Director general Páraic Duffy would like further discussion on his annual report but there appears to be an attitude amongst delegates that the lengthy document is a work of art in itself rather than the basis for practical discussion and so it proved again at the weekend.

Sky broadcasting

The lack of participation this year was especially notable because there had been controversy over the non-inclusion on the clár of a Clare motion critical of the Sky broadcasting deal and Friday night was accordingly the only platform for airing these views.

Reacting to the this development Clare county chair Michael McDonagh told the Irish Examiner that congress should have heard these concerns: "I believe it's the place to discuss such a motion and whether it's successful or not at least it showed the ordinary member of the GAA could get his point across through their clubs or county boards. I know a number of other counties wanted it discussed . . ."

Yet on Friday there was only perfunctory discussion of the issue, which occupied a prominent place in Duffy’s report. Delegates appear to have no interest in talking about topics that aren’t going to go to a vote. This was an opportunity for those unhappy with the pay-wall on championship matches, to make their feelings clear. No-one did.

The most comprehensive speech on the matter came from Duffy himself during his right of reply.

Nor is this simply a Friday night matter. Of more concern to the GAA is that it is part of a trend regarding congress as a whole. Two years ago one of the most heated issues of recent years came to the floor of congress. The most important and controversial of the recommendations from the Football Review Committee was the black card.

There was a strong presentation by the committee and a succession of speeches in support but despite more than one quarter of the delegates opposing the measure, only two counties – Cork and Tyrone – spoke against the motion.

In other words the rest of the opposition vote gave no reasons why they were against such a significant proposal, which reflected a worrying lack of engagement, something that Duffy at the time accepted.

“At county level they don’t hear all the arguments.

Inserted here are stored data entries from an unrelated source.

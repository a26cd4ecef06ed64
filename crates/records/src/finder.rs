//! Linear record search by identifier.
//!
//! The first record whose id equals the target wins. "Not found" is `None`,
//! never an error.

use datakit_core::{Identified, Record, Result, DEFAULT_ID_FIELD};
use serde_json::Value;
use tracing::{debug, trace};

/// Find the first record whose id equals `id`.
///
/// Returns a borrow into `records`, or `None` if nothing matches.
pub fn find_record<'a, R>(records: &'a [R], id: &R::Id) -> Option<&'a R>
where
    R: Identified,
{
    find_record_index(records, id).map(|idx| &records[idx])
}

/// Find the position of the first record whose id equals `id`.
pub fn find_record_index<R>(records: &[R], id: &R::Id) -> Option<usize>
where
    R: Identified,
{
    let found = records.iter().position(|record| record.id() == id);
    trace!(len = records.len(), index = ?found, "record scan");
    found
}

/// Record finder over dynamic [`Record`]s.
#[derive(Debug, Clone)]
pub struct RecordFinder {
    /// Name of the identifier field.
    id_field: String,
}

impl Default for RecordFinder {
    fn default() -> Self {
        Self::new()
    }
}

impl RecordFinder {
    /// Create a finder keyed on [`DEFAULT_ID_FIELD`].
    pub fn new() -> Self {
        Self {
            id_field: DEFAULT_ID_FIELD.to_string(),
        }
    }

    /// Use a different identifier field.
    ///
    /// Any name is accepted, including `""`, which is a legal JSON key.
    pub fn with_id_field(mut self, id_field: impl Into<String>) -> Self {
        self.id_field = id_field.into();
        self
    }

    /// Get the identifier field name.
    pub fn id_field(&self) -> &str {
        &self.id_field
    }

    /// Find the first record whose identifier field equals `id`.
    ///
    /// Values compare with JSON equality: `1` matches `1` but not `"1"`
    /// or `1.0`. Integers and floats never compare equal.
    ///
    /// # Errors
    ///
    /// Returns `Error::MissingField` if a record without the identifier
    /// field is reached before a match.
    pub fn find<'a>(&self, records: &'a [Record], id: &Value) -> Result<Option<&'a Record>> {
        for (idx, record) in records.iter().enumerate() {
            let record_id = record.require(&self.id_field).map_err(|err| {
                debug!(index = idx, field = %self.id_field, "record missing id field");
                err
            })?;
            if record_id == id {
                trace!(index = idx, "record found");
                return Ok(Some(record));
            }
        }

        debug!(len = records.len(), %id, "record not found");
        Ok(None)
    }
}

#[cfg(test)]
mod tests {
    use super::*;
    use datakit_core::Error;
    use serde_json::json;

    #[derive(Debug, PartialEq)]
    struct User {
        id: u32,
        name: &'static str,
    }

    impl Identified for User {
        type Id = u32;

        fn id(&self) -> &u32 {
            &self.id
        }
    }

    #[derive(Debug)]
    struct Tag {
        id: String,
    }

    impl Identified for Tag {
        type Id = str;

        fn id(&self) -> &str {
            &self.id
        }
    }

    fn users() -> Vec<User> {
        vec![User { id: 1, name: "a" }, User { id: 2, name: "b" }]
    }

    fn record(id: Value, name: &str) -> Record {
        Record::new().with("id", id).with("name", name)
    }

    #[test]
    fn test_find_existing() {
        let users = users();
        let found = find_record(&users, &2).unwrap();
        assert_eq!(found, &User { id: 2, name: "b" });
    }

    #[test]
    fn test_returns_reference_into_input() {
        let users = users();
        let found = find_record(&users, &1).unwrap();
        assert!(std::ptr::eq(found, &users[0]));
    }

    #[test]
    fn test_not_found() {
        let users = vec![User { id: 1, name: "a" }];
        assert!(find_record(&users, &5).is_none());
        assert!(find_record_index(&users, &5).is_none());
    }

    #[test]
    fn test_empty_collection() {
        let users: Vec<User> = Vec::new();
        assert!(find_record(&users, &0).is_none());
    }

    #[test]
    fn test_first_duplicate_wins() {
        let users = vec![
            User { id: 3, name: "first" },
            User { id: 3, name: "second" },
        ];
        assert_eq!(find_record(&users, &3).unwrap().name, "first");
        assert_eq!(find_record_index(&users, &3), Some(0));
    }

    #[test]
    fn test_unsized_id() {
        let tags = vec![Tag { id: "x".to_string() }, Tag { id: "y".to_string() }];
        assert_eq!(find_record(&tags, "y").unwrap().id, "y");
        assert!(find_record(&tags, "z").is_none());
    }

    #[test]
    fn test_dynamic_find() {
        let records = vec![record(json!(1), "a"), record(json!(2), "b")];
        let finder = RecordFinder::default();

        let found = finder.find(&records, &json!(2)).unwrap().unwrap();
        assert_eq!(found, &record(json!(2), "b"));
        assert!(std::ptr::eq(found, &records[1]));

        assert!(finder.find(&records, &json!(5)).unwrap().is_none());
        assert!(finder.find(&[], &json!(1)).unwrap().is_none());
    }

    #[test]
    fn test_dynamic_json_equality() {
        let records = vec![record(json!(1), "a")];
        let finder = RecordFinder::default();
        assert!(finder.find(&records, &json!("1")).unwrap().is_none());
        assert!(finder.find(&records, &json!(1)).unwrap().is_some());
    }

    #[test]
    fn test_dynamic_integer_and_float_ids_distinct() {
        let finder = RecordFinder::new();

        let int_records = vec![record(json!(1), "int")];
        assert!(finder.find(&int_records, &json!(1.0)).unwrap().is_none());
        assert!(finder.find(&int_records, &json!(1)).unwrap().is_some());

        let float_records = vec![record(json!(1.0), "float")];
        assert!(finder.find(&float_records, &json!(1)).unwrap().is_none());
        let found = finder.find(&float_records, &json!(1.0)).unwrap().unwrap();
        assert!(std::ptr::eq(found, &float_records[0]));
    }

    #[test]
    fn test_dynamic_negative_and_unsigned_ids() {
        let records = vec![record(json!(-3), "neg"), record(json!(3u64), "pos")];
        let finder = RecordFinder::new();
        assert_eq!(finder.find(&records, &json!(3i32)).unwrap(), Some(&records[1]));
        assert_eq!(finder.find(&records, &json!(-3i64)).unwrap(), Some(&records[0]));
    }

    #[test]
    fn test_missing_id_before_match_fails() {
        let records = vec![Record::new().with("name", "anon"), record(json!(1), "a")];
        let err = RecordFinder::default().find(&records, &json!(1)).unwrap_err();
        assert!(matches!(err, Error::MissingField(_)));
    }

    #[test]
    fn test_missing_id_after_match_ignored() {
        let records = vec![record(json!(1), "a"), Record::new().with("name", "anon")];
        let found = RecordFinder::default().find(&records, &json!(1)).unwrap();
        assert!(found.is_some());
    }

    #[test]
    fn test_custom_id_field() {
        let finder = RecordFinder::new().with_id_field("user_id");
        assert_eq!(finder.id_field(), "user_id");

        let records = vec![
            Record::new().with("user_id", "u1").with("id", 9),
            Record::new().with("user_id", "u2"),
        ];
        let found = finder.find(&records, &json!("u2")).unwrap().unwrap();
        assert!(std::ptr::eq(found, &records[1]));
        assert!(finder.find(&records, &json!(9)).unwrap().is_none());
    }

    #[test]
    fn test_default_id_field() {
        assert_eq!(RecordFinder::default().id_field(), DEFAULT_ID_FIELD);
        assert_eq!(RecordFinder::new().id_field(), "id");
    }

    #[test]
    fn test_empty_id_field_is_a_key() {
        let finder = RecordFinder::new().with_id_field("");
        let records = vec![Record::new().with("", 4)];
        assert!(finder.find(&records, &json!(4)).unwrap().is_some());

        let err = finder.find(&[Record::new().with("id", 4)], &json!(4)).unwrap_err();
        assert!(matches!(err, Error::MissingField(_)));
    }
}
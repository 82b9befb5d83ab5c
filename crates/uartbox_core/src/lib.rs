pub mod config;
pub mod control;
pub mod rx;
pub mod timing;
pub mod tx;
pub mod uart;

pub use config::UartConfig;
pub use uart::{PortInputs, PortOutputs, Status, Uart};

/// Clock period of the reference system clock, in simulation time units.
pub const CLOCK_PERIOD: u64 = 10;
/// Clocks per bit with the default timing source (320 time units per bit).
pub const DEFAULT_DIVIDER: u16 = 32;
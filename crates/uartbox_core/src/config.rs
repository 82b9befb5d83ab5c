use anyhow::{ensure, Result};
use typed_builder::TypedBuilder;

use crate::timing::{BaudConfig, ClockSelect, MIN_DIVIDER};

/// Parameters the control interface cannot express.
///
/// ```
/// use uartbox_core::UartConfig;
///
/// let config = UartConfig::builder().primary_divider(16).build();
/// assert!(config.validate().is_ok());
/// ```
#[derive(Copy, Clone, Debug, Eq, PartialEq, TypedBuilder)]
pub struct UartConfig {
    /// Clocks per bit with `clk_sel` = 0.
    #[builder(default = crate::DEFAULT_DIVIDER)]
    pub primary_divider: u16,
    /// Clocks per bit with `clk_sel` = 1.
    #[builder(default = crate::DEFAULT_DIVIDER / 2)]
    pub alternate_divider: u16,
    /// Hold the transmit-complete interrupt until the next transmission
    /// starts instead of pulsing it for one clock.
    #[builder(default = false)]
    pub sticky_tx_irq: bool,
}

impl Default for UartConfig {
    fn default() -> Self {
        Self::builder().build()
    }
}

impl UartConfig {
    pub fn validate(&self) -> Result<()> {
        ensure!(
            self.primary_divider >= MIN_DIVIDER,
            "primary divider {} is below the minimum of {}",
            self.primary_divider,
            MIN_DIVIDER
        );
        ensure!(
            self.alternate_divider >= MIN_DIVIDER,
            "alternate divider {} is below the minimum of {}",
            self.alternate_divider,
            MIN_DIVIDER
        );
        Ok(())
    }

    pub fn baud(&self) -> BaudConfig {
        BaudConfig {
            primary_divider: self.primary_divider,
            alternate_divider: self.alternate_divider,
        }
    }

    #[inline]
    pub fn divider(&self, select: ClockSelect) -> u16 {
        self.baud().divider(select)
    }
}
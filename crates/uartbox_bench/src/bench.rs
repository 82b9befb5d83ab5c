use uartbox_common::Clocked;
use uartbox_core::{PortInputs, PortOutputs};

/// Drives a clocked device the way a simulator test would: pins are set
/// between edges and time advances in simulation units.
pub struct TestBench<D> {
    device: D,
    /// Time units per clock.
    clock_period: u64,
    now: u64,
    edges: u64,
    inputs: PortInputs,
    outputs: PortOutputs,
}

impl<D> TestBench<D>
where
    D: Clocked<Input = PortInputs, Output = PortOutputs>,
{
    pub fn new(device: D, clock_period: u64) -> Self {
        log::debug!(
            "bench: driving '{}' with a {} unit clock",
            device.name(),
            clock_period
        );
        Self {
            device,
            clock_period: clock_period.max(1),
            now: 0,
            edges: 0,
            inputs: PortInputs::default(),
            outputs: PortOutputs::default(),
        }
    }

    pub fn device(&self) -> &D {
        &self.device
    }

    pub fn now(&self) -> u64 {
        self.now
    }

    pub fn edges(&self) -> u64 {
        self.edges
    }

    pub fn outputs(&self) -> PortOutputs {
        self.outputs
    }

    pub fn set_reset_n(&mut self, level: bool) {
        self.inputs.reset_n = level;
    }

    pub fn set_control(&mut self, control: u8) {
        self.inputs.control = control;
    }

    pub fn set_data(&mut self, data: u8) {
        self.inputs.data = data;
    }

    pub fn data(&self) -> u8 {
        self.inputs.data
    }

    /// Drive the RX pin (data port bit 0), leaving the payload bits alone.
    pub fn set_rx_line(&mut self, level: bool) {
        self.inputs.data = (self.inputs.data & 0xFE) | level as u8;
    }

    /// Advance to the next rising edge and clock the device.
    pub fn rising_edge(&mut self) -> PortOutputs {
        self.now = (self.now / self.clock_period + 1) * self.clock_period;
        self.clock()
    }

    /// Let `units` of time pass, clocking every edge on the way. An edge
    /// landing exactly at the end still samples the current pins.
    pub fn wait_time(&mut self, units: u64) -> PortOutputs {
        let end = self.now + units;
        loop {
            let next_edge = (self.now / self.clock_period + 1) * self.clock_period;
            if next_edge > end {
                break;
            }
            self.now = next_edge;
            self.clock();
        }
        self.now = end;
        self.outputs
    }

    fn clock(&mut self) -> PortOutputs {
        self.edges += 1;
        self.outputs = self.device.tick(&self.inputs);
        self.outputs
    }
}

Today there was a wide range of arguments given as to why we should support these proposals. People aren’t exposed to that level of debate or discussion at county board level.”

Serious motions

There was more of the same on Saturday. Serious motions on amongst other matters the hand-pass in football were brought forward from counties but attracted no discussion beyond an at-times perfunctory moving of the motion.

Afterwards Duffy and new president Aogán Ó Fearghail both argued at the press conference that this lack of engagement was partly explained by the counties’ thrashing out a position in advance of congress, assisted in doing so by better information and communication from Croke Park. In other words – and Duffy accepted this – congress is becoming a less deliberative forum.

None the less this reached at times Kafkaesque levels with motions blitzed on the vote despite no-one having spoken against them.

In recent years congress has become more and more about alterations to rules. There is now a section every year concerned with purely technical issues, identified and addressed with forensic precision by Frank Murphy and the Rules Advisory Committee. There is no reason why this type of runner-stamping shouldn't be assigned to Central Council.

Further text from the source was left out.